Susciter l’interrogation, l’étonnement, voilà ce qui motive Pierre Favresse et Jean-Christophe Orthlieb. Leur métier? Créer les objets du futur. Pas forcément des objets futuristes pour de nouveaux besoins, juste le futur des objets. Bref leur métier c’est de participer à l’évolution de ce qu’ils dessinent.

Les deux designers français étaient à Toronto fin septembre pour le lancement de l’exposition Nouvelle Vague: le nouveau paysage domestique français, jusqu’au 23 décembre 2012 au centre Harbourfront. Cette exposition met en lumière le renouveau du design français et des jeunes artisans de l’hexagone.

Mettre la jeunesse en avant

Dans l’ombre de grands designers, comme Philippe Starck, la relève du design français tente de faire reconnaître son travail, avec une certaine réussite, comme en témoigne par exemple l’entrée en fonction de Pierre Favresse au poste de directeur artistique chez Habitat, fin 2011.

Pour faire connaître le travail de ses jeunes designers, il faut que les anciens les mettent dans la lumière. C’est ce qu’a fait Cédric Morisset, journaliste, consultant en design et commissaire d’exposition indépendant, qui travaille en permanence à l’émergence de nouveaux talents et de nouveaux projets pour des clients français et internationaux du luxe et des médias.
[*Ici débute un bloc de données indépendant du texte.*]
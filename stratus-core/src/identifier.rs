//! Identifier - Resource Manager resource paths and composite association IDs
//!
//! A resource identifier is a hierarchical path of key/value segments:
//!
//! ```text
//! /subscriptions/{sub}/resourceGroups/{rg}/providers/{namespace}/{type}/{name}[/{type}/{name}...]
//! ```
//!
//! Segments are kept in their original order and spelling so that
//! `parse` followed by `to_string` reproduces the input exactly.

use std::fmt;

/// Separator joining the two halves of a composite identifier
pub const COMPOSITE_SEPARATOR: char = '|';

const SUBSCRIPTIONS: &str = "subscriptions";
const RESOURCE_GROUPS: &str = "resourceGroups";
const PROVIDERS: &str = "providers";

#[derive(Debug, Clone, PartialEq, Eq, thiserror::Error)]
pub enum IdentifierError {
    #[error("resource ID is empty")]
    Empty,

    #[error("resource ID '{raw}' must start with '/'")]
    MissingLeadingSlash { raw: String },

    #[error("resource ID '{raw}' contains an empty segment")]
    EmptySegment { raw: String },

    #[error("resource ID '{raw}' has an odd number of segments, expected key/value pairs")]
    OddSegments { raw: String },

    #[error("resource ID '{raw}' must start with '/subscriptions/'")]
    MissingSubscription { raw: String },

    #[error("resource ID '{raw}' is missing the '{key}' segment")]
    MissingSegment { key: String, raw: String },

    #[error("composite ID '{raw}' has {count} segment(s), expected exactly 2 separated by '|'")]
    CompositeSegments { raw: String, count: usize },

    #[error("composite ID '{raw}' contains an empty segment")]
    EmptyCompositePart { raw: String },

    #[error("composite ID '{raw}': {inner}")]
    CompositePart {
        raw: String,
        inner: Box<IdentifierError>,
    },
}

/// Hierarchical Resource Manager identifier
#[derive(Debug, Clone, PartialEq, Eq, Hash)]
pub struct ResourceIdentifier {
    segments: Vec<(String, String)>,
}

impl ResourceIdentifier {
    pub fn parse(raw: &str) -> Result<Self, IdentifierError> {
        if raw.is_empty() {
            return Err(IdentifierError::Empty);
        }
        let Some(path) = raw.strip_prefix('/') else {
            return Err(IdentifierError::MissingLeadingSlash {
                raw: raw.to_string(),
            });
        };

        let parts: Vec<&str> = path.split('/').collect();
        if parts.iter().any(|p| p.is_empty()) {
            return Err(IdentifierError::EmptySegment {
                raw: raw.to_string(),
            });
        }
        if parts.len() % 2 != 0 {
            return Err(IdentifierError::OddSegments {
                raw: raw.to_string(),
            });
        }
        if !parts[0].eq_ignore_ascii_case(SUBSCRIPTIONS) {
            return Err(IdentifierError::MissingSubscription {
                raw: raw.to_string(),
            });
        }

        let segments = parts
            .chunks(2)
            .map(|pair| (pair[0].to_string(), pair[1].to_string()))
            .collect();
        Ok(Self { segments })
    }

    /// Start building an identifier at the subscription scope
    pub fn subscription(id: impl Into<String>) -> Self {
        Self {
            segments: vec![(SUBSCRIPTIONS.to_string(), id.into())],
        }
    }

    pub fn resource_group(self, name: impl Into<String>) -> Self {
        self.child(RESOURCE_GROUPS, name)
    }

    /// Append the `providers/{namespace}` segment
    pub fn provider(self, namespace: impl Into<String>) -> Self {
        self.child(PROVIDERS, namespace)
    }

    pub fn child(mut self, key: impl Into<String>, value: impl Into<String>) -> Self {
        self.segments.push((key.into(), value.into()));
        self
    }

    /// Value of the first segment whose key matches case-insensitively
    pub fn get(&self, key: &str) -> Option<&str> {
        self.segments
            .iter()
            .find(|(k, _)| k.eq_ignore_ascii_case(key))
            .map(|(_, v)| v.as_str())
    }

    pub fn require(&self, key: &str) -> Result<&str, IdentifierError> {
        self.get(key).ok_or_else(|| IdentifierError::MissingSegment {
            key: key.to_string(),
            raw: self.to_string(),
        })
    }

    pub fn subscription_id(&self) -> &str {
        // parse and the builder both guarantee the subscription segment comes first
        self.segments
            .first()
            .map(|(_, v)| v.as_str())
            .unwrap_or_default()
    }

    pub fn resource_group_name(&self) -> Option<&str> {
        self.get(RESOURCE_GROUPS)
    }

    pub fn namespace(&self) -> Option<&str> {
        self.get(PROVIDERS)
    }

    /// Name of the innermost resource
    pub fn name(&self) -> &str {
        self.segments
            .last()
            .map(|(_, v)| v.as_str())
            .unwrap_or_default()
    }

    /// Type key of the innermost resource (e.g. "networkInterfaces")
    pub fn kind(&self) -> &str {
        self.segments
            .last()
            .map(|(k, _)| k.as_str())
            .unwrap_or_default()
    }

    /// Identifier of the enclosing resource, or `None` at subscription scope
    pub fn parent(&self) -> Option<Self> {
        if self.segments.len() <= 1 {
            return None;
        }
        let mut segments = self.segments[..self.segments.len() - 1].to_vec();
        if segments
            .last()
            .is_some_and(|(k, _)| k.eq_ignore_ascii_case(PROVIDERS))
        {
            segments.pop();
        }
        Some(Self { segments })
    }

    pub fn segments(&self) -> &[(String, String)] {
        &self.segments
    }
}

impl fmt::Display for ResourceIdentifier {
    fn fmt(&self, f: &mut fmt::Formatter<'_>) -> fmt::Result {
        for (key, value) in &self.segments {
            write!(f, "/{}/{}", key, value)?;
        }
        Ok(())
    }
}

impl std::str::FromStr for ResourceIdentifier {
    type Err = IdentifierError;

    fn from_str(s: &str) -> Result<Self, Self::Err> {
        Self::parse(s)
    }
}

/// Two identifiers joined by `|`, naming a membership of `second` inside `first`
#[derive(Debug, Clone, PartialEq, Eq, Hash)]
pub struct CompositeIdentifier {
    pub first: ResourceIdentifier,
    pub second: ResourceIdentifier,
}

impl CompositeIdentifier {
    pub fn new(first: ResourceIdentifier, second: ResourceIdentifier) -> Self {
        Self { first, second }
    }

    pub fn parse(raw: &str) -> Result<Self, IdentifierError> {
        let parts: Vec<&str> = raw.split(COMPOSITE_SEPARATOR).collect();
        if parts.len() != 2 {
            return Err(IdentifierError::CompositeSegments {
                raw: raw.to_string(),
                count: parts.len(),
            });
        }
        if parts.iter().any(|p| p.is_empty()) {
            return Err(IdentifierError::EmptyCompositePart {
                raw: raw.to_string(),
            });
        }

        let wrap = |inner| IdentifierError::CompositePart {
            raw: raw.to_string(),
            inner: Box::new(inner),
        };
        let first = ResourceIdentifier::parse(parts[0]).map_err(wrap)?;
        let second = ResourceIdentifier::parse(parts[1]).map_err(wrap)?;
        Ok(Self { first, second })
    }
}

impl fmt::Display for CompositeIdentifier {
    fn fmt(&self, f: &mut fmt::Formatter<'_>) -> fmt::Result {
        write!(f, "{}{}{}", self.first, COMPOSITE_SEPARATOR, self.second)
    }
}

impl std::str::FromStr for CompositeIdentifier {
    type Err = IdentifierError;

    fn from_str(s: &str) -> Result<Self, Self::Err> {
        Self::parse(s)
    }
}

#[cfg(test)]
mod tests {
    use super::*;

    const NIC: &str = "/subscriptions/0000/resourceGroups/rg1/providers/Microsoft.Network/networkInterfaces/nic1";
    const ASG: &str = "/subscriptions/0000/resourceGroups/rg1/providers/Microsoft.Network/applicationSecurityGroups/asg1";

    #[test]
    fn parse_round_trips() {
        let ids = [
            "/subscriptions/0000",
            "/subscriptions/0000/resourceGroups/rg1",
            NIC,
            "/subscriptions/0000/resourceGroups/rg1/providers/Microsoft.Compute/hostGroups/group1/hosts/host1",
            "/subscriptions/0000/resourceGroups/rg1/providers/Microsoft.Devices/ProvisioningServices/dps1",
        ];
        for raw in ids {
            let id = ResourceIdentifier::parse(raw).unwrap();
            assert_eq!(id.to_string(), raw);
        }
    }

    #[test]
    fn accessors() {
        let id = ResourceIdentifier::parse(
            "/subscriptions/0000/resourceGroups/rg1/providers/Microsoft.Compute/hostGroups/group1/hosts/host1",
        )
        .unwrap();

        assert_eq!(id.subscription_id(), "0000");
        assert_eq!(id.resource_group_name(), Some("rg1"));
        assert_eq!(id.namespace(), Some("Microsoft.Compute"));
        assert_eq!(id.get("hostgroups"), Some("group1"));
        assert_eq!(id.name(), "host1");
        assert_eq!(id.kind(), "hosts");
        assert!(matches!(
            id.require("automationAccounts"),
            Err(IdentifierError::MissingSegment { key, .. }) if key == "automationAccounts"
        ));
    }

    #[test]
    fn builder_matches_parse() {
        let built = ResourceIdentifier::subscription("0000")
            .resource_group("rg1")
            .provider("Microsoft.Network")
            .child("networkInterfaces", "nic1");
        assert_eq!(built, ResourceIdentifier::parse(NIC).unwrap());
    }

    #[test]
    fn parent_skips_provider_segment() {
        let host = ResourceIdentifier::subscription("0000")
            .resource_group("rg1")
            .provider("Microsoft.Compute")
            .child("hostGroups", "group1")
            .child("hosts", "host1");

        let group = host.parent().unwrap();
        assert_eq!(group.name(), "group1");

        let rg = group.parent().unwrap();
        assert_eq!(rg.to_string(), "/subscriptions/0000/resourceGroups/rg1");
        assert_eq!(
            rg.parent().unwrap().to_string(),
            "/subscriptions/0000"
        );
        assert!(rg.parent().unwrap().parent().is_none());
    }

    #[test]
    fn parse_rejects_malformed() {
        assert_eq!(ResourceIdentifier::parse(""), Err(IdentifierError::Empty));
        assert!(matches!(
            ResourceIdentifier::parse("subscriptions/0000"),
            Err(IdentifierError::MissingLeadingSlash { .. })
        ));
        assert!(matches!(
            ResourceIdentifier::parse("/subscriptions/0000/resourceGroups"),
            Err(IdentifierError::OddSegments { .. })
        ));
        assert!(matches!(
            ResourceIdentifier::parse("/subscriptions/0000/"),
            Err(IdentifierError::EmptySegment { .. })
        ));
        assert!(matches!(
            ResourceIdentifier::parse("/resourceGroups/rg1"),
            Err(IdentifierError::MissingSubscription { .. })
        ));
    }

    #[test]
    fn composite_round_trips() {
        let raw = format!("{}|{}", NIC, ASG);
        let composite = CompositeIdentifier::parse(&raw).unwrap();
        assert_eq!(composite.first.to_string(), NIC);
        assert_eq!(composite.second.to_string(), ASG);
        assert_eq!(composite.to_string(), raw);

        let joined = CompositeIdentifier::new(
            ResourceIdentifier::parse(NIC).unwrap(),
            ResourceIdentifier::parse(ASG).unwrap(),
        );
        assert_eq!(CompositeIdentifier::parse(&joined.to_string()).unwrap(), joined);
    }

    #[test]
    fn composite_requires_exactly_two_segments() {
        let inputs = [
            (String::new(), 1),
            (NIC.to_string(), 1),
            (format!("{}|{}|{}", NIC, ASG, ASG), 3),
            (format!("{}|{}|{}|{}", NIC, ASG, NIC, ASG), 4),
        ];
        for (raw, expected) in inputs {
            match CompositeIdentifier::parse(&raw) {
                Err(IdentifierError::CompositeSegments { count, .. }) => assert_eq!(count, expected),
                other => panic!("expected segment count error for '{}', got {:?}", raw, other),
            }
        }
    }

    #[test]
    fn composite_rejects_empty_or_malformed_halves() {
        assert!(matches!(
            CompositeIdentifier::parse(&format!("{}|", NIC)),
            Err(IdentifierError::EmptyCompositePart { .. })
        ));
        assert!(matches!(
            CompositeIdentifier::parse("|"),
            Err(IdentifierError::EmptyCompositePart { .. })
        ));
        assert!(matches!(
            CompositeIdentifier::parse(&format!("{}|asg1", NIC)),
            Err(IdentifierError::CompositePart { .. })
        ));
    }
}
Il contribue également de manière régulière au journal Le Figaro et aux magazines A.D. et Mixte.

Présentée au Salon du meuble de Milan (2011) puis a été accueillie par le Design Museum Holon en Israël, le Bon Marché à Paris et le Wanted Design Event à New York lors de l’International Contemporary Furniture Fair (ICFF), c’est au tour de Toronto de découvrir le talent des studios A+A Cooren, Studio Nocc (dont fait partie Jean-Christophe Orthlieb), Pool et de Pierre Favresse et Ionna Vautrin.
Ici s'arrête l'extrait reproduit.